C: But, alas, if something is to be socially relevant, it needs to be diffused.

Well, I see this differently. I see theatre as a place where you can develop ideas. If you want to go out into the world on a massive scale, you can’t do that with theatre. But it can be a laboratory.

M: You excused yourself for using the world relevant just now, but I think this word is an essential starting point of this conversation, because you thereby immediately expose the problem of theatre. You expose theatre’s inflated sense of self-importance. This is not necessarily a criticism on the product, the performances themselves, because again and again I find myself in a performance, which I like or that touches me. But it just doesn’t seem to have the slightest repercussion on our society. The director will say: “but this is really a relevant play” and I might agree that it’s better than a number of movies I’ve seen recently, but then they go on tour, and play 20 times for 50 people each time. You can safely say hardly anybody saw it, I mean you have to have the prime minister in the audience to have the slightest influence on a very light level. Theatre just can’t top a lot of other media.

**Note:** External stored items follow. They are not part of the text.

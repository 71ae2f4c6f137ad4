//! Triangulated displacement mesh built from a height grid.
//!
//! One vertex per cell, laid out row-major exactly like the grid, so the
//! vertex for cell (x, y) lives at index `y * width + x`. The mesh is centred
//! on the origin in the XZ plane with +Y up.

use glam::{Vec2, Vec3};
use serde::{Deserialize, Serialize};

use crate::curve::HeightCurveMapper;
use crate::error::{Result, TerrainError};
use crate::grid::HeightField;

#[derive(Clone, Debug, Default, PartialEq, Serialize, Deserialize)]
pub struct MeshArtifact {
    pub positions: Vec<Vec3>,
    /// Three indices per triangle, counter-clockwise seen from above.
    pub indices: Vec<u32>,
    pub normals: Vec<Vec3>,
    pub uvs: Vec<Vec2>,
}

impl MeshArtifact {
    pub fn vertex_count(&self) -> usize {
        self.positions.len()
    }

    pub fn triangle_count(&self) -> usize {
        self.indices.len() / 3
    }

    pub fn triangles(&self) -> impl Iterator<Item = [u32; 3]> + '_ {
        self.indices.chunks_exact(3).map(|t| [t[0], t[1], t[2]])
    }

    /// Axis-aligned bounds of the vertex positions, or `None` for an empty mesh.
    pub fn bounds(&self) -> Option<(Vec3, Vec3)> {
        let first = *self.positions.first()?;
        Some(
            self.positions
                .iter()
                .fold((first, first), |(lo, hi), &p| (lo.min(p), hi.max(p))),
        )
    }
}

/// Build the mesh for `field`, pushing every height through `mapper`.
///
/// A 1-wide or 1-tall field yields a strip of vertices with no triangles.
/// Fields with more vertices than a `u32` index can address are rejected.
pub fn build_mesh(field: &HeightField, mapper: &HeightCurveMapper) -> Result<MeshArtifact> {
    let width = field.width;
    let height = field.height;
    let vertex_count = check_index_range(width, height)?;
    let quad_count = width.saturating_sub(1) * height.saturating_sub(1);

    let mut positions = Vec::with_capacity(vertex_count);
    let mut uvs = Vec::with_capacity(vertex_count);
    let mut indices = Vec::with_capacity(quad_count * 6);

    let half_w = width as f32 / 2.0;
    let half_h = height as f32 / 2.0;
    let u_span = width.saturating_sub(1).max(1) as f32;
    let v_span = height.saturating_sub(1).max(1) as f32;

    for y in 0..height {
        for x in 0..width {
            let h = mapper.map(*field.get(x, y));
            positions.push(Vec3::new(x as f32 - half_w, h, y as f32 - half_h));
            uvs.push(Vec2::new(x as f32 / u_span, y as f32 / v_span));
        }
    }

    for y in 0..height.saturating_sub(1) {
        for x in 0..width.saturating_sub(1) {
            let i00 = (y * width + x) as u32;
            let i10 = i00 + 1;
            let i01 = i00 + width as u32;
            let i11 = i01 + 1;

            indices.extend_from_slice(&[i00, i01, i10]);
            indices.extend_from_slice(&[i10, i01, i11]);
        }
    }

    let normals = vertex_normals(&positions, &indices);

    Ok(MeshArtifact {
        positions,
        indices,
        normals,
        uvs,
    })
}

/// Vertex count of a `width` x `height` mesh, if every index fits a `u32`.
fn check_index_range(width: usize, height: usize) -> Result<usize> {
    width
        .checked_mul(height)
        .filter(|&n| u32::try_from(n).is_ok())
        .ok_or(TerrainError::MeshTooLarge { width, height })
}

/// Per-vertex normals as the normalized sum of the unit normals of every
/// adjacent face. Vertices with no faces point straight up.
fn vertex_normals(positions: &[Vec3], indices: &[u32]) -> Vec<Vec3> {
    let mut accum = vec![Vec3::ZERO; positions.len()];

    for tri in indices.chunks_exact(3) {
        let (a, b, c) = (tri[0] as usize, tri[1] as usize, tri[2] as usize);
        let face = (positions[b] - positions[a]).cross(positions[c] - positions[a]);
        let face = face.normalize_or_zero();
        accum[a] += face;
        accum[b] += face;
        accum[c] += face;
    }

    accum
        .into_iter()
        .map(|n| {
            let n = n.normalize_or_zero();
            if n == Vec3::ZERO { Vec3::Y } else { n }
        })
        .collect()
}

#[cfg(test)]
mod tests {
    use super::*;
    use crate::curve::HeightCurve;
    use crate::grid::Grid;

    fn flat(width: usize, height: usize, v: f32) -> HeightField {
        Grid::new_with(width, height, v)
    }

    fn identity(curve: &HeightCurve) -> HeightCurveMapper<'_> {
        HeightCurveMapper::new(curve, 1.0, 1.0).unwrap()
    }

    #[test]
    fn test_counts() {
        let curve = HeightCurve::linear();
        for (w, h) in [(1, 1), (1, 5), (5, 1), (2, 2), (4, 3), (10, 7)] {
            let mesh = build_mesh(&flat(w, h, 0.5), &identity(&curve)).unwrap();
            assert_eq!(mesh.vertex_count(), w * h);
            assert_eq!(mesh.triangle_count(), 2 * (w - 1) * (h - 1));
            assert_eq!(mesh.normals.len(), w * h);
            assert_eq!(mesh.uvs.len(), w * h);
        }
    }

    #[test]
    fn test_indices_in_bounds() {
        let curve = HeightCurve::linear();
        let mesh = build_mesh(&flat(6, 4, 0.0), &identity(&curve)).unwrap();
        let n = mesh.vertex_count() as u32;
        assert!(mesh.indices.iter().all(|&i| i < n));
    }

    #[test]
    fn test_flat_mesh_faces_up() {
        let curve = HeightCurve::linear();
        let mesh = build_mesh(&flat(4, 4, 0.3), &identity(&curve)).unwrap();
        for tri in mesh.triangles() {
            let [a, b, c] = tri.map(|i| mesh.positions[i as usize]);
            assert!((b - a).cross(c - a).y > 0.0);
        }
        for n in &mesh.normals {
            assert!((*n - Vec3::Y).length() < 1e-6);
        }
    }

    #[test]
    fn test_positions_centred_and_mapped() {
        let curve = HeightCurve::linear();
        let mapper = HeightCurveMapper::new(&curve, 2.0, 1.0).unwrap();
        let field = Grid::from_vec(2, 2, vec![0.0f32, 0.25, 0.5, 1.0]).unwrap();
        let mesh = build_mesh(&field, &mapper).unwrap();
        assert_eq!(mesh.positions[0], Vec3::new(-1.0, 0.0, -1.0));
        assert_eq!(mesh.positions[1], Vec3::new(0.0, 0.5, -1.0));
        assert_eq!(mesh.positions[2], Vec3::new(-1.0, 1.0, 0.0));
        assert_eq!(mesh.positions[3], Vec3::new(0.0, 2.0, 0.0));
    }

    #[test]
    fn test_uv_corners() {
        let curve = HeightCurve::linear();
        let mesh = build_mesh(&flat(3, 5, 0.0), &identity(&curve)).unwrap();
        assert_eq!(mesh.uvs[0], Vec2::ZERO);
        assert_eq!(mesh.uvs[2], Vec2::new(1.0, 0.0));
        assert_eq!(mesh.uvs[14], Vec2::ONE);
    }

    #[test]
    fn test_strip_mesh_is_valid() {
        let curve = HeightCurve::linear();
        let mesh = build_mesh(&flat(1, 4, 0.7), &identity(&curve)).unwrap();
        assert!(mesh.indices.is_empty());
        assert!(mesh.normals.iter().all(|&n| n == Vec3::Y));
        assert!(mesh.uvs.iter().all(|uv| uv.x == 0.0));
    }

    #[test]
    fn test_index_range() {
        assert_eq!(check_index_range(4, 3).unwrap(), 12);
        assert_eq!(check_index_range(65536, 65535).unwrap(), 65536 * 65535);
        assert!(matches!(
            check_index_range(70000, 70000),
            Err(TerrainError::MeshTooLarge { width: 70000, height: 70000 })
        ));
    }

    #[test]
    fn test_slope_normal_tilts_downhill() {
        // Height rises with x, so normals should lean towards -x.
        let curve = HeightCurve::linear();
        let field = Grid::from_vec(3, 3, vec![0.0f32, 0.5, 1.0, 0.0, 0.5, 1.0, 0.0, 0.5, 1.0]).unwrap();
        let mesh = build_mesh(&field, &identity(&curve)).unwrap();
        for n in &mesh.normals {
            assert!(n.x < 0.0);
            assert!(n.y > 0.0);
            assert!((n.length() - 1.0).abs() < 1e-5);
        }
    }
}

K: That is if you define relevant as: influencing society.

I guess it depends how you define relevant.

M: I guess I do define relevant as such. If theatre directors would just say: “ we want to make beautiful, nice plays or performances” I wouldn’t have a problem with it, because indeed very often this is the case. With ‘de Snijtafel’ we try to define the difference between pretence and performance in the sense of achievement. Reinstate the equilibrium between these things. The theatre field is misbalanced because it claims a relevancy it doesn’t have.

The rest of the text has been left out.